Just as the holiday shopping season is about to get underway, a U.K. consumer group is urging authorities to issue a ban on IoT-enabled toys with proven security flaws. The flaws allow the toys to be easily hacked, said the group, which could allow a stranger to communicate with a child.

Which?, a consumer rights group, worked with security researchers over the past year to investigate several popular IoT-connected toys that use Wi-Fi or Bluetooth. The toys are available at major retailers and the group says they contain significant security issues.

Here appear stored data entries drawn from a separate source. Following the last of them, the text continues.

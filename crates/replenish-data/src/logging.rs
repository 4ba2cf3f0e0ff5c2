//! Tracing setup for hosts embedding the tracker.
//!
//! Every core component logs under its own target (`tracker`, `ledger`,
//! `exchange`, `disposal`, `magazine`, `consumer`), so `RUST_LOG` can pick
//! them apart, e.g. `RUST_LOG=tracker=info,exchange=debug`.

use tracing_subscriber::EnvFilter;
use tracing_subscriber::layer::SubscriberExt;
use tracing_subscriber::util::SubscriberInitExt;

/// Filter used when `RUST_LOG` is unset.
pub const DEFAULT_FILTER: &str = "info";

/// Build the filter from `RUST_LOG`, falling back to `default_filter`.
pub fn env_filter(default_filter: &str) -> EnvFilter {
    EnvFilter::try_from_default_env().unwrap_or_else(|_| EnvFilter::new(default_filter))
}

/// Install a global fmt subscriber. Returns `false` if one was already set.
pub fn init_tracing(default_filter: &str) -> bool {
    let fmt_layer = tracing_subscriber::fmt::layer()
        .with_target(true)
        .compact();

    tracing_subscriber::registry()
        .with(env_filter(default_filter))
        .with(fmt_layer)
        .try_init()
        .is_ok()
}
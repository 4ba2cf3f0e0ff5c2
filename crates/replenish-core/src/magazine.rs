//! Magazine adapter: automated dispensers ("stackers") bound to one resource
//! type each.
//!
//! The bank tracks how many holders each magazine still holds. Dispensing
//! never fabricates supply: callers check [`MagazineBank::has_stock`] first,
//! and an empty magazine only comes back through an explicit
//! [`MagazineBank::refill`].

use crate::deck::{Retrieved, Workcell};
use crate::disposal::DisposalRouter;
use crate::error::TrackerError;
use crate::id::{HolderId, MagazineId, ResourceType};
use std::collections::BTreeMap;

/// Bookkeeping for one bound magazine.
#[derive(Debug, Clone, Copy, PartialEq, Eq)]
pub struct MagazineState {
    pub magazine: MagazineId,
    pub remaining: u32,
    pub capacity: u32,
    /// Whether stored holders carry a cover that is discarded on dispense.
    pub cover: bool,
}

#[derive(Debug, Clone, Default)]
pub struct MagazineBank {
    bound: BTreeMap<ResourceType, MagazineState>,
}

impl MagazineBank {
    pub fn new() -> Self {
        Self::default()
    }

    /// Bind `magazine` to `resource` and store `count` holders in it.
    pub fn load<W: Workcell>(
        &mut self,
        workcell: &mut W,
        magazine: MagazineId,
        resource: &ResourceType,
        count: u32,
        capacity: u32,
        cover: bool,
    ) -> Result<(), TrackerError> {
        if count > capacity {
            return Err(TrackerError::MagazineOverCapacity {
                resource: resource.clone(),
                capacity,
                requested: count,
            });
        }
        workcell.store_in_magazine(magazine, resource, count, cover)?;
        self.bound.insert(
            resource.clone(),
            MagazineState {
                magazine,
                remaining: count,
                capacity,
                cover,
            },
        );
        tracing::info!(
            target: "magazine",
            resource = %resource,
            count,
            capacity,
            cover,
            "magazine_loaded"
        );
        Ok(())
    }

    pub fn state(&self, resource: &ResourceType) -> Option<&MagazineState> {
        self.bound.get(resource)
    }

    pub fn remaining(&self, resource: &ResourceType) -> u32 {
        self.bound.get(resource).map_or(0, |s| s.remaining)
    }

    pub fn has_stock(&self, resource: &ResourceType) -> bool {
        self.remaining(resource) > 0
    }

    pub fn is_bound(&self, resource: &ResourceType) -> bool {
        self.bound.contains_key(resource)
    }

    /// Retrieve one holder. Its cover, if any, is discarded before returning.
    /// The holder is staged off-slot; the caller places it.
    pub fn dispense_one<W: Workcell>(
        &mut self,
        workcell: &mut W,
        resource: &ResourceType,
        disposal: &DisposalRouter,
    ) -> Result<HolderId, TrackerError> {
        let state = self
            .bound
            .get_mut(resource)
            .ok_or_else(|| TrackerError::NoMagazine(resource.clone()))?;
        if state.remaining == 0 {
            return Err(TrackerError::MagazineEmpty(resource.clone()));
        }
        let Retrieved { holder, cover } = workcell.retrieve_from_magazine(state.magazine)?;
        state.remaining -= 1;
        let remaining = state.remaining;
        if cover {
            disposal.discard_cover(workcell, holder)?;
        }
        tracing::info!(
            target: "magazine",
            resource = %resource,
            remaining,
            cover,
            "magazine_dispensed"
        );
        Ok(holder)
    }

    /// Operator refill: the magazine is full again. Returns the new count.
    pub fn refill<W: Workcell>(
        &mut self,
        workcell: &mut W,
        resource: &ResourceType,
    ) -> Result<u32, TrackerError> {
        let state = self
            .bound
            .get_mut(resource)
            .ok_or_else(|| TrackerError::NoMagazine(resource.clone()))?;
        workcell.refill_magazine(state.magazine, state.capacity)?;
        state.remaining = state.capacity;
        tracing::info!(
            target: "magazine",
            resource = %resource,
            remaining = state.remaining,
            "magazine_refilled"
        );
        Ok(state.remaining)
    }

    /// Move `magazine` to serve `resource`, restocked with `count` holders
    /// and sized to `capacity`. Whatever type it served before loses its
    /// magazine. A type already served by another magazine is rejected.
    pub fn rebind<W: Workcell>(
        &mut self,
        workcell: &mut W,
        magazine: MagazineId,
        resource: &ResourceType,
        count: u32,
        capacity: u32,
        cover: bool,
    ) -> Result<(), TrackerError> {
        let old_resource = self
            .bound
            .iter()
            .find(|(_, s)| s.magazine == magazine)
            .map(|(r, _)| r.clone())
            .ok_or(TrackerError::UnknownMagazine(magazine))?;
        if let Some(current) = self.bound.get(resource) {
            if current.magazine != magazine {
                return Err(TrackerError::MagazineAlreadyBound(resource.clone()));
            }
        }
        if count > capacity {
            return Err(TrackerError::MagazineOverCapacity {
                resource: resource.clone(),
                capacity,
                requested: count,
            });
        }
        self.bound.remove(&old_resource);
        tracing::info!(
            target: "magazine",
            from = %old_resource,
            to = %resource,
            "magazine_rebound"
        );
        self.load(workcell, magazine, resource, count, capacity, cover)
    }
}
#[cfg(test)]
mod tests {
    use super::*;
    use crate::deck::{HolderInfo, Occupant};
    use slotmap::SlotMap;

    fn ids(n: usize) -> Vec<HolderId> {
        let mut sm = SlotMap::<HolderId, ()>::with_key();
        (0..n).map(|_| sm.insert(())).collect()
    }

    fn slot(s: &str) -> Slot {
        s.parse().unwrap()
    }

    fn rack(name: &str) -> ResourceType {
        ResourceType::new(name)
    }

    fn holder(id: HolderId, name: &str, has_units: bool) -> Occupant {
        Occupant::Holder(HolderInfo {
            id,
            resource: rack(name),
            has_units,
        })
    }

    #[test]
    fn register_classifies_by_reserve_set() {
        let h = ids(2);
        let mut ledger = Ledger::new();
        ledger.add_reserve_slots([ReserveSlot::A4]);

        assert_eq!(ledger.register(&rack("r"), h[0], slot("A1")), Tier::Primary);
        assert_eq!(ledger.register(&rack("r"), h[1], slot("A4")), Tier::Reserve);

        assert_eq!(ledger.holders_of(&rack("r"), Tier::Primary).unwrap().len(), 1);
        assert_eq!(ledger.holders_of(&rack("r"), Tier::Reserve).unwrap()[0].slot, slot("A4"));
        assert_eq!(ledger.loaded_count(&rack("r")), 2);
    }

    #[test]
    fn expansion_slot_is_primary_unless_configured() {
        let ledger = Ledger::new();
        assert_eq!(ledger.tier_of(slot("B4")), Tier::Primary);
        assert!(!ledger.has_reserve_slots());
    }

    #[test]
    fn add_reserve_slots_deduplicates() {
        let mut ledger = Ledger::new();
        ledger.add_reserve_slots([ReserveSlot::A4, ReserveSlot::B4]);
        ledger.add_reserve_slots([ReserveSlot::B4]);
        assert_eq!(ledger.reserve_slots().count(), 2);
    }

    #[test]
    fn unknown_type_query_fails() {
        let ledger = Ledger::new();
        let result = ledger.holders_of(&rack("ghost"), Tier::Primary);
        assert_eq!(result, Err(TrackerError::UnknownResourceType(rack("ghost"))));
    }

    #[test]
    fn introduce_makes_type_known_and_empty() {
        let mut ledger = Ledger::new();
        ledger.introduce(&rack("r"));
        assert!(ledger.contains(&rack("r")));
        assert!(ledger.holders_of(&rack("r"), Tier::Primary).unwrap().is_empty());
    }

    #[test]
    fn remove_finds_either_tier() {
        let h = ids(2);
        let mut ledger = Ledger::new();
        ledger.add_reserve_slots([ReserveSlot::D4]);
        ledger.register(&rack("r"), h[0], slot("A1"));
        ledger.register(&rack("r"), h[1], slot("D4"));

        let (tier, record) = ledger.remove(&rack("r"), h[1]).unwrap();
        assert_eq!(tier, Tier::Reserve);
        assert_eq!(record.slot, slot("D4"));
        assert!(ledger.remove(&rack("r"), h[1]).is_none());
        assert!(ledger.remove(&rack("other"), h[0]).is_none());
    }

    #[test]
    fn clear_empties_both_tiers_but_keeps_type() {
        let h = ids(2);
        let mut ledger = Ledger::new();
        ledger.add_reserve_slots([ReserveSlot::D4]);
        ledger.register(&rack("r"), h[0], slot("A1"));
        ledger.register(&rack("r"), h[1], slot("D4"));
        let removed = ledger.clear(&rack("r"));
        assert_eq!(removed.len(), 2);
        assert!(ledger.contains(&rack("r")));
        assert!(ledger.holder_ids(&rack("r"), Tier::Reserve).unwrap().is_empty());
    }

    #[test]
    fn rescan_rebuilds_from_occupancy() {
        let h = ids(4);
        let mut ledger = Ledger::new();
        ledger.add_reserve_slots([ReserveSlot::C4]);
        // Stale record that no longer matches the deck.
        ledger.register(&rack("r"), h[3], slot("B2"));

        let mut slots = BTreeMap::new();
        slots.insert(slot("A1"), holder(h[0], "r", true));
        slots.insert(slot("C4"), holder(h[1], "r", true));
        slots.insert(slot("A2"), holder(h[2], "other", true));
        slots.insert(slot("A3"), Occupant::Fixture { name: "thermocycler".into() });
        let scan = DeckScan::new(slots);

        let summary = ledger.rescan(&rack("r"), &scan);
        assert_eq!(summary, RescanSummary { primary: 1, reserve: 1 });
        assert_eq!(ledger.holder_ids(&rack("r"), Tier::Primary).unwrap(), vec![h[0]]);
        assert_eq!(ledger.holder_ids(&rack("r"), Tier::Reserve).unwrap(), vec![h[1]]);
        assert!(!ledger.contains(&rack("other")));
    }

    #[test]
    fn rescan_unwraps_adapter_to_true_type() {
        let h = ids(1);
        let mut ledger = Ledger::new();
        let mut slots = BTreeMap::new();
        slots.insert(
            slot("B1"),
            Occupant::Adapter {
                child: Some(HolderInfo {
                    id: h[0],
                    resource: rack("r"),
                    has_units: true,
                }),
            },
        );
        let scan = DeckScan::new(slots);
        ledger.rescan(&rack("r"), &scan);
        assert_eq!(ledger.holders_of(&rack("r"), Tier::Primary).unwrap()[0].slot, slot("B1"));
    }

    #[test]
    fn depleted_primary_uses_live_unit_state() {
        let h = ids(3);
        let mut ledger = Ledger::new();
        ledger.register(&rack("r"), h[0], slot("A1"));
        ledger.register(&rack("r"), h[1], slot("A2"));
        ledger.register(&rack("r"), h[2], slot("A3"));

        let mut slots = BTreeMap::new();
        slots.insert(slot("A1"), holder(h[0], "r", false));
        slots.insert(slot("A2"), holder(h[1], "r", true));
        // h[2] was removed out of band.
        let scan = DeckScan::new(slots);

        let depleted = ledger.depleted_primary(&rack("r"), &scan);
        assert_eq!(depleted.len(), 1);
        assert_eq!(depleted[0].id, h[0]);
        assert!(ledger.depleted_primary(&rack("ghost"), &scan).is_empty());
    }

    #[test]
    fn rescan_skips_spent_holders_on_reserve_slots() {
        let h = ids(2);
        let mut ledger = Ledger::new();
        ledger.add_reserve_slots([ReserveSlot::A4]);
        let mut slots = BTreeMap::new();
        slots.insert(slot("A4"), holder(h[0], "r", false));
        slots.insert(slot("A1"), holder(h[1], "r", false));
        let summary = ledger.rescan(&rack("r"), &DeckScan::new(slots));
        assert_eq!(summary, RescanSummary { primary: 1, reserve: 0 });
    }

    #[test]
    fn seen_home_slots_outlive_their_holders() {
        let h = ids(3);
        let mut ledger = Ledger::new();
        ledger.add_reserve_slots([ReserveSlot::A4]);
        ledger.register(&rack("r"), h[0], slot("A1"));
        ledger.register(&rack("r"), h[1], slot("A4"));
        let mut slots = BTreeMap::new();
        slots.insert(slot("B2"), holder(h[2], "r", true));
        ledger.rescan(&rack("r"), &DeckScan::new(slots));

        assert_eq!(ledger.holders_of(&rack("r"), Tier::Primary).unwrap()[0].slot, slot("B2"));
        assert_eq!(ledger.seen_home_slots(&rack("r")), vec![slot("A1"), slot("B2")]);
        assert!(ledger.seen_home_slots(&rack("ghost")).is_empty());
    }

    #[test]
    fn rescan_all_touches_only_known_types() {
        let h = ids(2);
        let mut ledger = Ledger::new();
        ledger.introduce(&rack("a"));
        let mut slots = BTreeMap::new();
        slots.insert(slot("A1"), holder(h[0], "a", true));
        slots.insert(slot("A2"), holder(h[1], "b", true));
        ledger.rescan_all(&DeckScan::new(slots));
        assert_eq!(ledger.holder_ids(&rack("a"), Tier::Primary).unwrap(), vec![h[0]]);
        assert!(!ledger.contains(&rack("b")));
    }
}
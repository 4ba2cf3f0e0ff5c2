use crate::deck::ActuationError;
use crate::id::{ConsumerId, MagazineId, ResourceType};
use crate::slot::{Slot, SlotParseError};

/// How an error should be treated by the caller.
#[derive(Debug, Clone, Copy, PartialEq, Eq)]
pub enum ErrorClass {
    /// A caller bug. Raised immediately, never retried.
    Configuration,
    /// Supply ran out and no safe recovery exists.
    Resource,
    /// The workcell reported a fault unrelated to supply.
    Actuation,
}

/// Errors raised by the tracker and its components.
#[derive(Debug, Clone, PartialEq, Eq, thiserror::Error)]
pub enum TrackerError {
    #[error("invalid consumer '{0}', expected 1, one, One, 2, two or Two")]
    InvalidConsumer(String),

    #[error("{0} has no resource type bound")]
    ConsumerUnbound(ConsumerId),

    #[error("unknown resource type '{0}'")]
    UnknownResourceType(ResourceType),

    #[error("invalid reserve slot: {0}")]
    InvalidReserveSlot(SlotParseError),

    #[error("{resource} on {slot} sits on an adapter, which is not supported")]
    UnsupportedAdapterMount { resource: ResourceType, slot: Slot },

    #[error("slot {slot} is occupied, cannot load {resource}")]
    SlotUnavailable { resource: ResourceType, slot: Slot },

    #[error("at most {max} resource types can be loaded at once, got {got}")]
    LoadBatchTooLarge { max: usize, got: usize },

    #[error("magazine for {resource} holds at most {capacity}, asked to store {requested}")]
    MagazineOverCapacity {
        resource: ResourceType,
        capacity: u32,
        requested: u32,
    },

    #[error("no magazine is bound to {0}")]
    NoMagazine(ResourceType),

    #[error("magazine {0:?} is not bound to any resource type")]
    UnknownMagazine(MagazineId),

    #[error("{0} is already served by another magazine")]
    MagazineAlreadyBound(ResourceType),

    #[error("no magazine capacity configured for {0}")]
    MagazineCapacityUnset(ResourceType),

    #[error("more than one magazine configured for {0}")]
    DuplicateMagazine(ResourceType),

    #[error("buffer slot {slot} is assigned to {resource}; it must stay empty")]
    BufferSlotAssigned { slot: Slot, resource: ResourceType },

    #[error("slot {0} holds no holder")]
    EmptySlot(Slot),

    #[error("no free slot to place a fresh {0}")]
    NoPlacementSlot(ResourceType),

    #[error("carousel exchange needs a buffer slot but none is configured")]
    NoBufferSlot,

    #[error("magazine for {0} is empty")]
    MagazineEmpty(ResourceType),

    #[error("{resource} still exhausted for {consumer} after one recovery attempt")]
    ReplenishmentRetryFailed {
        resource: ResourceType,
        consumer: ConsumerId,
    },

    #[error(transparent)]
    Actuation(#[from] ActuationError),
}

impl TrackerError {
    pub fn class(&self) -> ErrorClass {
        match self {
            TrackerError::InvalidConsumer(_)
            | TrackerError::ConsumerUnbound(_)
            | TrackerError::UnknownResourceType(_)
            | TrackerError::InvalidReserveSlot(_)
            | TrackerError::UnsupportedAdapterMount { .. }
            | TrackerError::SlotUnavailable { .. }
            | TrackerError::LoadBatchTooLarge { .. }
            | TrackerError::MagazineOverCapacity { .. }
            | TrackerError::NoMagazine(_)
            | TrackerError::UnknownMagazine(_)
            | TrackerError::MagazineAlreadyBound(_)
            | TrackerError::MagazineCapacityUnset(_)
            | TrackerError::DuplicateMagazine(_)
            | TrackerError::BufferSlotAssigned { .. }
            | TrackerError::EmptySlot(_) => ErrorClass::Configuration,
            TrackerError::NoBufferSlot
            | TrackerError::NoPlacementSlot(_)
            | TrackerError::MagazineEmpty(_)
            | TrackerError::ReplenishmentRetryFailed { .. } => ErrorClass::Resource,
            TrackerError::Actuation(ActuationError::ResourceExhausted { .. }) => {
                ErrorClass::Resource
            }
            TrackerError::Actuation(_) => ErrorClass::Actuation,
        }
    }

    /// Whether the error ends the run rather than being recoverable.
    pub fn is_fatal(&self) -> bool {
        !matches!(self.class(), ErrorClass::Configuration)
            && !matches!(self, TrackerError::MagazineEmpty(_))
    }
}
//! Pipeline configuration
//!
//! Segment duration has to match between signing and verification; it is
//! never negotiated, so callers carry it alongside the signatures (the
//! manifest does this for the CLI).

use std::fs;
use std::path::Path;

use serde::{Deserialize, Serialize};

use crate::error::{MelsealError, Result};

/// Default segment duration in seconds
pub const DEFAULT_SEGMENT_DURATION_SECS: f64 = 1.0;

/// What to do when the signature count differs from the segment count
#[derive(Debug, Clone, Copy, PartialEq, Eq, Default, Serialize, Deserialize)]
#[serde(rename_all = "snake_case")]
pub enum SignatureCountPolicy {
    /// Reject the call before any work is done
    #[default]
    Strict,
    /// Report unsigned segments as failed and ignore surplus signatures
    BestEffort,
}

/// Configuration shared by the sign and verify paths
#[derive(Debug, Clone, PartialEq, Serialize, Deserialize)]
#[serde(default)]
pub struct PipelineConfig {
    /// Segment duration in seconds
    pub segment_duration_secs: f64,
    /// Signature/segment count mismatch handling on the verify path
    pub count_policy: SignatureCountPolicy,
    /// Process segments on the rayon pool
    pub parallel: bool,
}

impl Default for PipelineConfig {
    fn default() -> Self {
        Self {
            segment_duration_secs: DEFAULT_SEGMENT_DURATION_SECS,
            count_policy: SignatureCountPolicy::Strict,
            parallel: true,
        }
    }
}

impl PipelineConfig {
    /// Default configuration with a custom segment duration
    pub fn with_segment_duration(segment_duration_secs: f64) -> Self {
        Self {
            segment_duration_secs,
            ..Self::default()
        }
    }

    /// Load a JSON config file; missing fields take their defaults
    pub fn from_json_file(path: &Path) -> Result<Self> {
        let text = fs::read_to_string(path)?;
        let config: Self = serde_json::from_str(&text)?;
        config.validate()?;
        Ok(config)
    }

    /// Check values that do not depend on the audio
    pub fn validate(&self) -> Result<()> {
        let d = self.segment_duration_secs;
        if !d.is_finite() || d <= 0.0 {
            return Err(MelsealError::InvalidSegmentDuration { duration_secs: d });
        }
        Ok(())
    }

    /// Samples per segment at `sample_rate`: `floor(duration * rate)`
    ///
    /// # Errors
    /// * `InvalidSampleRate` - If `sample_rate` is zero
    /// * `InvalidSegmentDuration` - If the duration is not positive and finite
    /// * `SegmentTooShort` - If the product rounds down to zero samples
    pub fn segment_length(&self, sample_rate: u32) -> Result<usize> {
        if sample_rate == 0 {
            return Err(MelsealError::InvalidSampleRate { sample_rate });
        }
        self.validate()?;

        let length = (self.segment_duration_secs * sample_rate as f64).floor();
        if length < 1.0 {
            return Err(MelsealError::SegmentTooShort {
                duration_secs: self.segment_duration_secs,
                sample_rate,
            });
        }
        Ok(length as usize)
    }
}
//! Pipeline Benchmarks
//!
//! Performance benchmarks for feature extraction and segment signing.

use criterion::{black_box, criterion_group, criterion_main, Criterion};
use melseal::crypto::MIN_KEY_BITS;
use melseal::{KeyPair, MelSpectrogram, PipelineConfig, SegmentPipeline, Signer, Waveform};

fn benchmark_mel_extraction(c: &mut Criterion) {
    let waveform = Waveform::sine_wave(440.0, 1.0, 16000);
    let extractor = MelSpectrogram::protocol_v1();

    c.bench_function("mel_1s_16k", |b| {
        b.iter(|| extractor.extract(black_box(waveform.samples()), waveform.sample_rate()))
    });
}

fn benchmark_feature_pipeline(c: &mut Criterion) {
    let waveform = Waveform::sine_wave(440.0, 10.0, 16000);
    let pipeline = SegmentPipeline::new(PipelineConfig::default()).unwrap();

    c.bench_function("features_10s_16k", |b| {
        b.iter(|| pipeline.extract_features(black_box(&waveform)).unwrap())
    });
}

fn benchmark_sign_pipeline(c: &mut Criterion) {
    let waveform = Waveform::sine_wave(440.0, 10.0, 16000);
    let pipeline = SegmentPipeline::new(PipelineConfig::default()).unwrap();
    let keys = KeyPair::generate_with_bits(MIN_KEY_BITS).unwrap();
    let signer = Signer::new(&keys);

    c.bench_function("sign_10s_16k", |b| {
        b.iter(|| {
            pipeline
                .sign_and_reconstruct(&signer, black_box(&waveform))
                .unwrap()
        })
    });
}

criterion_group!(
    benches,
    benchmark_mel_extraction,
    benchmark_feature_pipeline,
    benchmark_sign_pipeline
);
criterion_main!(benches);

The group published its findings on four specific toys: CloudPets, ToyFi Teddy, Furby Connect and I-Que Intelligent Robot. CloudPets, in particular, raised eyebrows with security experts when it was discovered that the manufacturer was storing thousands of unencrypted recordings of kids using the toy in a publicly accessible database.  The company has since deleted that database.

The group said hacking the toys is just too easy, noting that it was a simple thing for someone to pair their device to the toys and talk to the child. They pointed out the toys’ Bluetooth connections are completely unsecured with no need for a password or any other credentials to gain access.

IoT-Enabled Toys Easy to hack

“A person would need hardly any technical know-how to ‘hack’ your child’s toy,” they said in their report, “Bluetooth has a range limit, usually 10 meters, so the immediate concern would be someone with malicious intentions nearby. However, there are methods for extending Bluetooth range, and it’s possible someone could set up a mobile system in a vehicle to trawl the streets hunting for unsecured toys.”

The company said these toys and any others with security vulnerabilities need to be yanked off the market.

Alex Neill, managing director of Home Products and Services at Which?, said: “Connected toys are becoming increasingly popular, but as our investigation shows, anyone considering buying one should apply a level of caution. “Safety and security should be the absolute priority with any toy. If that can’t be guaranteed, then the products should not be sold.”